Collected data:
-*-

#[cfg(test)]
mod tests {
    use super::*;
    use layout_model::Element;

    fn shape(reg: &mut Registry, bpmn_type: BpmnType, x: f64, y: f64, w: f64, h: f64) -> Id {
        let mut e = Element::new(Id(0), bpmn_type);
        e.x = x;
        e.y = y;
        e.width = w;
        e.height = h;
        reg.insert(e)
    }

    fn flow(reg: &mut Registry, source: Id, target: Id, waypoints: Vec<Point>) -> Id {
        let mut e = Element::new(Id(0), BpmnType::SequenceFlow);
        e.source = Some(source);
        e.target = Some(target);
        e.waypoints = Some(waypoints);
        reg.insert(e)
    }

    #[test]
    fn collinear_cleanup_removes_redundant_middle_point() {
        let mut reg = Registry::new();
        let a = shape(&mut reg, BpmnType::Task, 0.0, 0.0, 100.0, 80.0);
        let b = shape(&mut reg, BpmnType::Task, 300.0, 0.0, 100.0, 80.0);
        let id = flow(
            &mut reg,
            a,
            b,
            vec![
                Point::new(100.0, 40.0),
                Point::new(200.0, 40.0),
                Point::new(300.0, 40.0),
            ],
        );
        collinear_cleanup(&mut reg);
        assert_eq!(reg.get(id).unwrap().waypoints.as_ref().unwrap().len(), 2);
    }

    #[test]
    fn disconnected_edge_repair_rebuilds_same_row_flow() {
        let mut reg = Registry::new();
        let a = shape(&mut reg, BpmnType::Task, 0.0, 0.0, 100.0, 80.0);
        let b = shape(&mut reg, BpmnType::Task, 300.0, 0.0, 100.0, 80.0);
        let id = flow(&mut reg, a, b, vec![Point::new(500.0, 500.0), Point::new(600.0, 600.0)]);
        disconnected_edge_repair(&mut reg);
        let wps = reg.get(id).unwrap().waypoints.clone().unwrap();
        assert_eq!(wps.len(), 2);
        assert!((wps[0].y - 40.0).abs() < 1.0);
    }

    #[test]
    fn endpoint_centre_snap_aligns_near_centre_endpoint() {
        let mut reg = Registry::new();
        let a = shape(&mut reg, BpmnType::Task, 0.0, 0.0, 100.0, 80.0);
        let b = shape(&mut reg, BpmnType::Task, 300.0, 0.0, 100.0, 80.0);
        let id = flow(&mut reg, a, b, vec![Point::new(100.0, 45.0), Point::new(300.0, 45.0)]);
        endpoint_centre_snap(&mut reg);
        let wps = reg.get(id).unwrap().waypoints.clone().unwrap();
        assert_eq!(wps[0].y, 40.0);
    }

    #[test]
    fn collinear_cleanup_is_idempotent() {
        let mut reg = Registry::new();
        let a = shape(&mut reg, BpmnType::Task, 0.0, 0.0, 100.0, 80.0);
        let b = shape(&mut reg, BpmnType::Task, 300.0, 0.0, 100.0, 80.0);
        let id = flow(
            &mut reg,
            a,
            b,
            vec![
                Point::new(100.0, 40.0),
                Point::new(200.0, 40.0),
                Point::new(300.0, 40.0),
            ],
        );
        collinear_cleanup(&mut reg);
        let once = reg.get(id).unwrap().waypoints.clone().unwrap();
        collinear_cleanup(&mut reg);
        let twice = reg.get(id).unwrap().waypoints.clone().unwrap();
        assert_eq!(once, twice);
    }

    proptest::proptest! {
        #[test]
        fn collinear_cleanup_never_grows_a_route(
            y in 0.0f64..200.0,
            mid_x in 150.0f64..250.0,
        ) {
            let mut reg = Registry::new();
            let a = shape(&mut reg, BpmnType::Task, 0.0, 0.0, 100.0, 80.0);
            let b = shape(&mut reg, BpmnType::Task, 300.0, 0.0, 100.0, 80.0);
            let id = flow(&mut reg, a, b, vec![Point::new(100.0, y), Point::new(mid_x, y), Point::new(300.0, y)]);
            let before = reg.get(id).unwrap().waypoints.clone().unwrap().len();
            collinear_cleanup(&mut reg);
            let after = reg.get(id).unwrap().waypoints.clone().unwrap().len();
            prop_assert!(after <= before);
        }
    }
}
//! Property-based tests for the waypoint helpers (spec.md §4.1, §8
//! "quantified invariants").

use layout_geom::{Point, deduplicate_waypoints, is_orthogonal, remove_collinear_points, tolerance};
use proptest::prelude::*;

fn arb_point() -> impl Strategy<Value = Point> {
    (-2000.0..2000.0f64, -2000.0..2000.0f64).prop_map(|(x, y)| Point::new(x, y))
}

fn arb_waypoints() -> impl Strategy<Value = Vec<Point>> {
    prop::collection::vec(arb_point(), 0..12)
}

proptest! {
    // deduplicate_waypoints never leaves two consecutive points within eps.
    #[test]
    fn dedup_has_no_consecutive_near_duplicates(wps in arb_waypoints()) {
        let out = deduplicate_waypoints(&wps, tolerance::DEDUPE_EPS);
        for w in out.windows(2) {
            prop_assert!(!w[0].near(w[1], tolerance::DEDUPE_EPS));
        }
    }

    // deduplicate_waypoints is idempotent: running it twice is the same as once.
    #[test]
    fn dedup_is_idempotent(wps in arb_waypoints()) {
        let once = deduplicate_waypoints(&wps, tolerance::DEDUPE_EPS);
        let twice = deduplicate_waypoints(&once, tolerance::DEDUPE_EPS);
        prop_assert_eq!(once, twice);
    }

    // remove_collinear_points never grows the list and always keeps the
    // endpoints fixed.
    #[test]
    fn collinear_cleanup_keeps_endpoints_and_shrinks(wps in arb_waypoints()) {
        let out = remove_collinear_points(&wps);
        prop_assert!(out.len() <= wps.len());
        if let (Some(first_in), Some(first_out)) = (wps.first(), out.first()) {
            prop_assert_eq!(*first_in, *first_out);
        }
        if let (Some(last_in), Some(last_out)) = (wps.last(), out.last()) {
            prop_assert_eq!(*last_in, *last_out);
        }
    }

    // remove_collinear_points is idempotent: a second pass finds nothing left to drop.
    #[test]
    fn collinear_cleanup_is_idempotent(wps in arb_waypoints()) {
        let once = remove_collinear_points(&wps);
        let twice = remove_collinear_points(&once);
        prop_assert_eq!(once, twice);
    }

    // An orthogonal polyline stays orthogonal after collinear cleanup and
    // dedupe: neither pass introduces a diagonal segment.
    #[test]
    fn cleanup_preserves_orthogonality(xs in prop::collection::vec(-1000.0..1000.0f64, 1..8)) {
        // Build a strictly orthogonal staircase: alternate horizontal/vertical
        // hops so every consecutive pair shares an axis.
        let mut wps = Vec::new();
        let mut cur = Point::new(0.0, 0.0);
        wps.push(cur);
        for (i, dx) in xs.iter().enumerate() {
            cur = if i % 2 == 0 {
                Point::new(cur.x + dx, cur.y)
            } else {
                Point::new(cur.x, cur.y + dx)
            };
            wps.push(cur);
        }
        prop_assume!(is_orthogonal(&wps, 1e-9));
        let deduped = deduplicate_waypoints(&wps, tolerance::DEDUPE_EPS);
        let cleaned = remove_collinear_points(&deduped);
        prop_assert!(is_orthogonal(&cleaned, tolerance::COLLINEAR_EPS));
    }
}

-*-

* **DESCRIPTION OF THE TASK**: An exact copy of the data, with every line intact, is the required answer.

* **ANSWER TO THIS EXERCISE**:
#[cfg(test)]
mod tests {
    use super::*;
    use layout_model::Element;

    fn shape(reg: &mut Registry, bpmn_type: BpmnType, x: f64, y: f64, w: f64, h: f64) -> Id {
        let mut e = Element::new(Id(0), bpmn_type);
        e.x = x;
        e.y = y;
        e.width = w;
        e.height = h;
        reg.insert(e)
    }

    fn flow(reg: &mut Registry, source: Id, target: Id, waypoints: Vec<Point>) -> Id {
        let mut e = Element::new(Id(0), BpmnType::SequenceFlow);
        e.source = Some(source);
        e.target = Some(target);
        e.waypoints = Some(waypoints);
        reg.insert(e)
    }

    #[test]
    fn collinear_cleanup_removes_redundant_middle_point() {
        let mut reg = Registry::new();
        let a = shape(&mut reg, BpmnType::Task, 0.0, 0.0, 100.0, 80.0);
        let b = shape(&mut reg, BpmnType::Task, 300.0, 0.0, 100.0, 80.0);
        let id = flow(
            &mut reg,
            a,
            b,
            vec![
                Point::new(100.0, 40.0),
                Point::new(200.0, 40.0),
                Point::new(300.0, 40.0),
            ],
        );
        collinear_cleanup(&mut reg);
        assert_eq!(reg.get(id).unwrap().waypoints.as_ref().unwrap().len(), 2);
    }

    #[test]
    fn disconnected_edge_repair_rebuilds_same_row_flow() {
        let mut reg = Registry::new();
        let a = shape(&mut reg, BpmnType::Task, 0.0, 0.0, 100.0, 80.0);
        let b = shape(&mut reg, BpmnType::Task, 300.0, 0.0, 100.0, 80.0);
        let id = flow(&mut reg, a, b, vec![Point::new(500.0, 500.0), Point::new(600.0, 600.0)]);
        disconnected_edge_repair(&mut reg);
        let wps = reg.get(id).unwrap().waypoints.clone().unwrap();
        assert_eq!(wps.len(), 2);
        assert!((wps[0].y - 40.0).abs() < 1.0);
    }

    #[test]
    fn endpoint_centre_snap_aligns_near_centre_endpoint() {
        let mut reg = Registry::new();
        let a = shape(&mut reg, BpmnType::Task, 0.0, 0.0, 100.0, 80.0);
        let b = shape(&mut reg, BpmnType::Task, 300.0, 0.0, 100.0, 80.0);
        let id = flow(&mut reg, a, b, vec![Point::new(100.0, 45.0), Point::new(300.0, 45.0)]);
        endpoint_centre_snap(&mut reg);
        let wps = reg.get(id).unwrap().waypoints.clone().unwrap();
        assert_eq!(wps[0].y, 40.0);
    }

    #[test]
    fn collinear_cleanup_is_idempotent() {
        let mut reg = Registry::new();
        let a = shape(&mut reg, BpmnType::Task, 0.0, 0.0, 100.0, 80.0);
        let b = shape(&mut reg, BpmnType::Task, 300.0, 0.0, 100.0, 80.0);
        let id = flow(
            &mut reg,
            a,
            b,
            vec![
                Point::new(100.0, 40.0),
                Point::new(200.0, 40.0),
                Point::new(300.0, 40.0),
            ],
        );
        collinear_cleanup(&mut reg);
        let once = reg.get(id).unwrap().waypoints.clone().unwrap();
        collinear_cleanup(&mut reg);
        let twice = reg.get(id).unwrap().waypoints.clone().unwrap();
        assert_eq!(once, twice);
    }

    proptest::proptest! {
        #[test]
        fn collinear_cleanup_never_grows_a_route(
            y in 0.0f64..200.0,
            mid_x in 150.0f64..250.0,
        ) {
            let mut reg = Registry::new();
            let a = shape(&mut reg, BpmnType::Task, 0.0, 0.0, 100.0, 80.0);
            let b = shape(&mut reg, BpmnType::Task, 300.0, 0.0, 100.0, 80.0);
            let id = flow(&mut reg, a, b, vec![Point::new(100.0, y), Point::new(mid_x, y), Point::new(300.0, y)]);
            let before = reg.get(id).unwrap().waypoints.clone().unwrap().len();
            collinear_cleanup(&mut reg);
            let after = reg.get(id).unwrap().waypoints.clone().unwrap().len();
            prop_assert!(after <= before);
        }
    }
}
//! Property-based tests for the waypoint helpers (spec.md §4.1, §8
//! "quantified invariants").

use layout_geom::{Point, deduplicate_waypoints, is_orthogonal, remove_collinear_points, tolerance};
use proptest::prelude::*;

fn arb_point() -> impl Strategy<Value = Point> {
    (-2000.0..2000.0f64, -2000.0..2000.0f64).prop_map(|(x, y)| Point::new(x, y))
}

fn arb_waypoints() -> impl Strategy<Value = Vec<Point>> {
    prop::collection::vec(arb_point(), 0..12)
}

proptest! {
    // deduplicate_waypoints never leaves two consecutive points within eps.
    #[test]
    fn dedup_has_no_consecutive_near_duplicates(wps in arb_waypoints()) {
        let out = deduplicate_waypoints(&wps, tolerance::DEDUPE_EPS);
        for w in out.windows(2) {
            prop_assert!(!w[0].near(w[1], tolerance::DEDUPE_EPS));
        }
    }

    // deduplicate_waypoints is idempotent: running it twice is the same as once.
    #[test]
    fn dedup_is_idempotent(wps in arb_waypoints()) {
        let once = deduplicate_waypoints(&wps, tolerance::DEDUPE_EPS);
        let twice = deduplicate_waypoints(&once, tolerance::DEDUPE_EPS);
        prop_assert_eq!(once, twice);
    }

    // remove_collinear_points never grows the list and always keeps the
    // endpoints fixed.
    #[test]
    fn collinear_cleanup_keeps_endpoints_and_shrinks(wps in arb_waypoints()) {
        let out = remove_collinear_points(&wps);
        prop_assert!(out.len() <= wps.len());
        if let (Some(first_in), Some(first_out)) = (wps.first(), out.first()) {
            prop_assert_eq!(*first_in, *first_out);
        }
        if let (Some(last_in), Some(last_out)) = (wps.last(), out.last()) {
            prop_assert_eq!(*last_in, *last_out);
        }
    }

    // remove_collinear_points is idempotent: a second pass finds nothing left to drop.
    #[test]
    fn collinear_cleanup_is_idempotent(wps in arb_waypoints()) {
        let once = remove_collinear_points(&wps);
        let twice = remove_collinear_points(&once);
        prop_assert_eq!(once, twice);
    }

    // An orthogonal polyline stays orthogonal after collinear cleanup and
    // dedupe: neither pass introduces a diagonal segment.
    #[test]
    fn cleanup_preserves_orthogonality(xs in prop::collection::vec(-1000.0..1000.0f64, 1..8)) {
        // Build a strictly orthogonal staircase: alternate horizontal/vertical
        // hops so every consecutive pair shares an axis.
        let mut wps = Vec::new();
        let mut cur = Point::new(0.0, 0.0);
        wps.push(cur);
        for (i, dx) in xs.iter().enumerate() {
            cur = if i % 2 == 0 {
                Point::new(cur.x + dx, cur.y)
            } else {
                Point::new(cur.x, cur.y + dx)
            };
            wps.push(cur);
        }
        prop_assume!(is_orthogonal(&wps, 1e-9));
        let deduped = deduplicate_waypoints(&wps, tolerance::DEDUPE_EPS);
        let cleaned = remove_collinear_points(&deduped);
        prop_assert!(is_orthogonal(&cleaned, tolerance::COLLINEAR_EPS));
    }
}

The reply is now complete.